In the present study, it was also expected that bullying perpetration would be associated with subsequent cyberbullying victimization (Hypothesis 7). In contrast with two previous studies (Lee et al., 2021; Pabian & Vandebosch, 2016), face-to-face perpetration did not predict online victimization, while an increase in cyberbullying victimization predicted decreases in cyber- and offline bullying perpetration, suggesting that experiences of cyber-victimization may protect against future bullying perpetration both offline and online at the individual level. This finding, in contrast to the significant positive pathways from offline victimization to cyberbullying perpetration, presents a paradox. Once between-person variance is accounted for, why would an increase in face-to-face victimization lead to an increase in the involvement in online perpetration, whereas online victimization leads to a subsequent decrease in perpetration, online and off?
Compared to online victimization, offline victimization is less strongly associated with increased internalizing problems (e.g., fear, humiliation, anxiety or depression; Dennehy et al., 2020). Being cyberbullied, with the constant access to the victim (24 h a day, 7 days a week) and the permanency of the evidence of bullying existing on the Internet (see Runions et al., 2013 for a review) could generate in the victim a feeling of chronic vulnerability, helplessness, and powerlessness to address the revenge through perpetration. These processes may lead individuals to become aware of the harm caused by perpetration, as well as experiencing the emotions of others, resulting in a decreased likelihood of subsequent online aggression towards others (see meta-analysis, Kowalski et al., 2014). An adolescent who experiences victimization for a limited period may develop some sensitivity to the aggressive behaviors of bullying, knowing personally the associated psychological consequences.
An alternate possibility is that targets of cyberbullying do not see or project the same accrual of social status (e.g., social impact or perceived popularity; Guy et al., 2019) to the perpetrator as do targets of face-to-face bullying, where the group dynamics are more evident, and where popularity may be attributed to one’s tormentor. The perception that bullying leads to popularity may drive those who are predominantly bullied offline in a way that diverges from the experience of cyberbullied adolescents.
Future research might address this issue through models that examine whether internalizing symptoms or coping strategies with victimization may play a mediating role in the effects of cyberbullying victimization and bullying victimization on perpetration at within-person level.

Limitations and Practical Implications

Though the study presents certain strengths (large sample, longitudinal data, and within- and between-person level), the findings bear limitations to be addressed in future research. First, given that perpetration and victimization were both treated as discrete variables, the co-occurrence (bully-victim status) could not be modeled. This is unfortunate, as dual involvement in both roles is an important phenomenon that this work is concerned with. Second, only self-report measures were used, which may have increased shared method variance and social desirability bias. This bias could be addressed in future research by using peer or teacher nomination of victims and perpetrators of traditional bullying.
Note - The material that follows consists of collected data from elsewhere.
use crate::sizing::Rgb;

/// Braille Unicode canvas for high-resolution terminal graphics.
/// Each character cell represents a 2x4 pixel grid (8 dots) and carries an
/// optional tint; the last tinted write to a cell wins.
/// Unicode Braille patterns: U+2800 to U+28FF
#[derive(Clone)]
pub struct BrailleCanvas {
    width: usize,  // Characters
    height: usize, // Characters
    pixels: Vec<Vec<u8>>, // Bit patterns per char
    tints: Vec<Vec<Option<Rgb>>>,
}

impl BrailleCanvas {
    /// Create a new canvas with the given character dimensions.
    /// Effective pixel resolution: width*2 x height*4
    pub fn new(width: usize, height: usize) -> Self {
        Self {
            width,
            height,
            pixels: vec![vec![0u8; width]; height],
            tints: vec![vec![None; width]; height],
        }
    }

    pub fn width(&self) -> usize {
        self.width
    }

    pub fn height(&self) -> usize {
        self.height
    }

    /// Set a pixel at the given coordinates.
    /// Braille dot layout per character:
    /// ```text
    /// (0,0) (1,0)   bits: 0x01 0x08
    /// (0,1) (1,1)   bits: 0x02 0x10
    /// (0,2) (1,2)   bits: 0x04 0x20
    /// (0,3) (1,3)   bits: 0x40 0x80
    /// ```
    pub fn set_pixel(&mut self, x: usize, y: usize) {
        let cx = x / 2;
        let cy = y / 4;

        if cx >= self.width || cy >= self.height {
            return;
        }

        let bit = match (x % 2, y % 4) {
            (0, 0) => 0x01,
            (1, 0) => 0x08,
            (0, 1) => 0x02,
            (1, 1) => 0x10,
            (0, 2) => 0x04,
            (1, 2) => 0x20,
            (0, 3) => 0x40,
            (1, 3) => 0x80,
            _ => 0,
        };

        self.pixels[cy][cx] |= bit;
    }

    /// Set a pixel using signed coordinates (ignores negative values)
    pub fn set_pixel_signed(&mut self, x: i32, y: i32) {
        if x >= 0 && y >= 0 {
            self.set_pixel(x as usize, y as usize);
        }
    }

    /// Set a pixel and tint its character cell
    pub fn set_pixel_tinted(&mut self, x: i32, y: i32, tint: Rgb) {
        if x < 0 || y < 0 {
            return;
        }
        let (cx, cy) = (x as usize / 2, y as usize / 4);
        if cx >= self.width || cy >= self.height {
            return;
        }
        self.set_pixel(x as usize, y as usize);
        self.tints[cy][cx] = Some(tint);
    }

    /// Tint of a character cell
    pub fn tint(&self, cx: usize, cy: usize) -> Option<Rgb> {
        self.tints.get(cy).and_then(|row| row.get(cx)).copied().flatten()
    }

    pub fn is_blank(&self) -> bool {
        self.pixels.iter().all(|row| row.iter().all(|&b| b == 0))
    }

    /// Convert the canvas to a string of Braille characters
    #[cfg(test)]
    pub fn to_string(&self) -> String {
        self.pixels
            .iter()
            .map(|row| {
                row.iter()
                    .map(|&b| char::from_u32(0x2800 + b as u32).unwrap_or(' '))
                    .collect::<String>()
            })
            .collect::<Vec<_>>()
            .join("\n")
    }

    /// Get a specific row as a string (for line-by-line rendering)
    pub fn row_to_string(&self, row: usize) -> String {
        if row >= self.height {
            return String::new();
        }
        self.pixels[row]
            .iter()
            .map(|&b| char::from_u32(0x2800 + b as u32).unwrap_or(' '))
            .collect()
    }

    /// Get all rows as an iterator of strings
    pub fn rows(&self) -> impl Iterator<Item = String> + '_ {
        (0..self.height).map(|i| self.row_to_string(i))
    }
}

#[cfg(test)]
mod tests {
    use super::*;

    #[test]
    fn test_single_pixel() {
        let mut canvas = BrailleCanvas::new(1, 1);
        canvas.set_pixel(0, 0);
        assert_eq!(canvas.to_string(), "⠁"); // U+2801
    }

    #[test]
    fn test_all_dots() {
        let mut canvas = BrailleCanvas::new(1, 1);
        for x in 0..2 {
            for y in 0..4 {
                canvas.set_pixel(x, y);
            }
        }
        assert_eq!(canvas.to_string(), "⣿"); // U+28FF (all dots)
    }

    #[test]
    fn test_tint_follows_last_write() {
        let mut canvas = BrailleCanvas::new(2, 1);
        canvas.set_pixel_tinted(0, 0, (1, 2, 3));
        canvas.set_pixel_tinted(1, 1, (4, 5, 6));
        canvas.set_pixel_tinted(-1, 0, (9, 9, 9));
        assert_eq!(canvas.tint(0, 0), Some((4, 5, 6)));
        assert_eq!(canvas.tint(1, 0), None);
        assert_eq!(canvas.tint(5, 5), None);
        assert_eq!(canvas.to_string(), "⠑⠀");
    }

    #[test]
    fn test_out_of_range_is_ignored() {
        let mut canvas = BrailleCanvas::new(1, 1);
        canvas.set_pixel(2, 0);
        canvas.set_pixel_signed(-1, -1);
        assert!(canvas.is_blank());
    }
}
Although the repeated-measures time intervals (at the beginning and end of the school year across two school years) provide insight into potential effects over time, given the dynamic social relationships during adolescence, a shorter time frame might capture changes to a better extent, especially in cyberbullying. The sample (between 11 and 16 years at T1; 13-18 at T4) does not allow extrapolation to the whole period of adolescence, nor does it capture specific key developmental periods that may influence the association between variables (e.g., transition from primary to secondary school, pubertal maturational stage, development of romantic relationships). Furthermore, future studies could also consider controlling for factors that could influence the involvement of bullying and cyberbullying (e.g., ethnicity, socioeconomic status, internet use, parental styles, internalizing symptoms, coping strategies). The sample derives from a specific context in the south of Spain with a majority Caucasian population. Future studies could consider more demographically diverse regions with cross-cultural designs to further enhance the relevance of the findings.
Beyond the limitations, the study provides support for psychoeducational strategies to address bullying and cyberbullying. Anti-bullying programs aimed at reducing perpetration and victimization rates in face-to-face phenomenon should target the involvement of schoolchildren in cyberbullying (Casas et al., 2018). It is also important to raise awareness that adolescents who are targets of bullying may come to the erroneous belief that perpetration of bullying is in their best interests. Special emphasis should be focused on adolescents who experience offline bullying since such experience could be extended online, and problem-focused coping strategies to deal with the situation and with attendant emotional problems (e.g., anxiety and depression) may be of value. Such interventions should also address issues of moral sensitivity to adhere to moral standards and decrease the selective deactivation of the moral self-regulation process as a means to avoiding the normalization of violence, which may fuel vicious circles of perpetration and victimization (Romera et al., 2021).

Conclusions

The association between bullying and cyberbullying (victimization and perpetration) have been accounted from the role continuity and inversion hypotheses. From a longitudinal approach, the role continuity hypothesis addresses how previous involvement in bullying may subsequently extend to cyberbullying phenomena. Whereas the role inversion hypothesis addresses how the involvement of adolescents in one phenomenon may lead to the involvement of other behaviors later (first victimization and then perpetration or vice versa). The present study provides a notable contribution to the literature by addressing these hypotheses longitudinally using new statistical approaches that disentangle between- and within-individual variance over time. At the between-person level, stable differences across individuals have highlighted the well-known overlap between bullying and cyberbullying victimization and perpetration. At the within-person level, the longitudinal influence between variables has been established by considering the individual and its temporal evolution. Through the state-like characteristics, the present study considers the influence between the variables considering that the involvement of many adolescents in the phenomena may be spontaneous and connected to a particular situation, which is in line with previous descriptive studies on bullying and cyberbullying. In sum, three conclusions are noteworthy. First, being involved in bullying, as victim or bully, is positively long-term associated to cyberbullying perpetration. Second, there is no long-terms spirals of victimization off and online. Third, having experiences of cybervictimization may predict not being a bully and cyberbully. Taken together, the findings highlight the importance of considering both aggressive behaviors (off y online) to understand and prevent students’ involvement. Effective intervention depends upon a thorough causal understanding of how involvement in bullying arises and evolved over time; this study provides an important step in explicating these processes. Knowledge of interactive play between the diverse manifestations is an important contribution to the shaping of preventive and intervention strategies adapted to the social reality of adolescents in an online and offline world that is interconnected in many of its mechanisms.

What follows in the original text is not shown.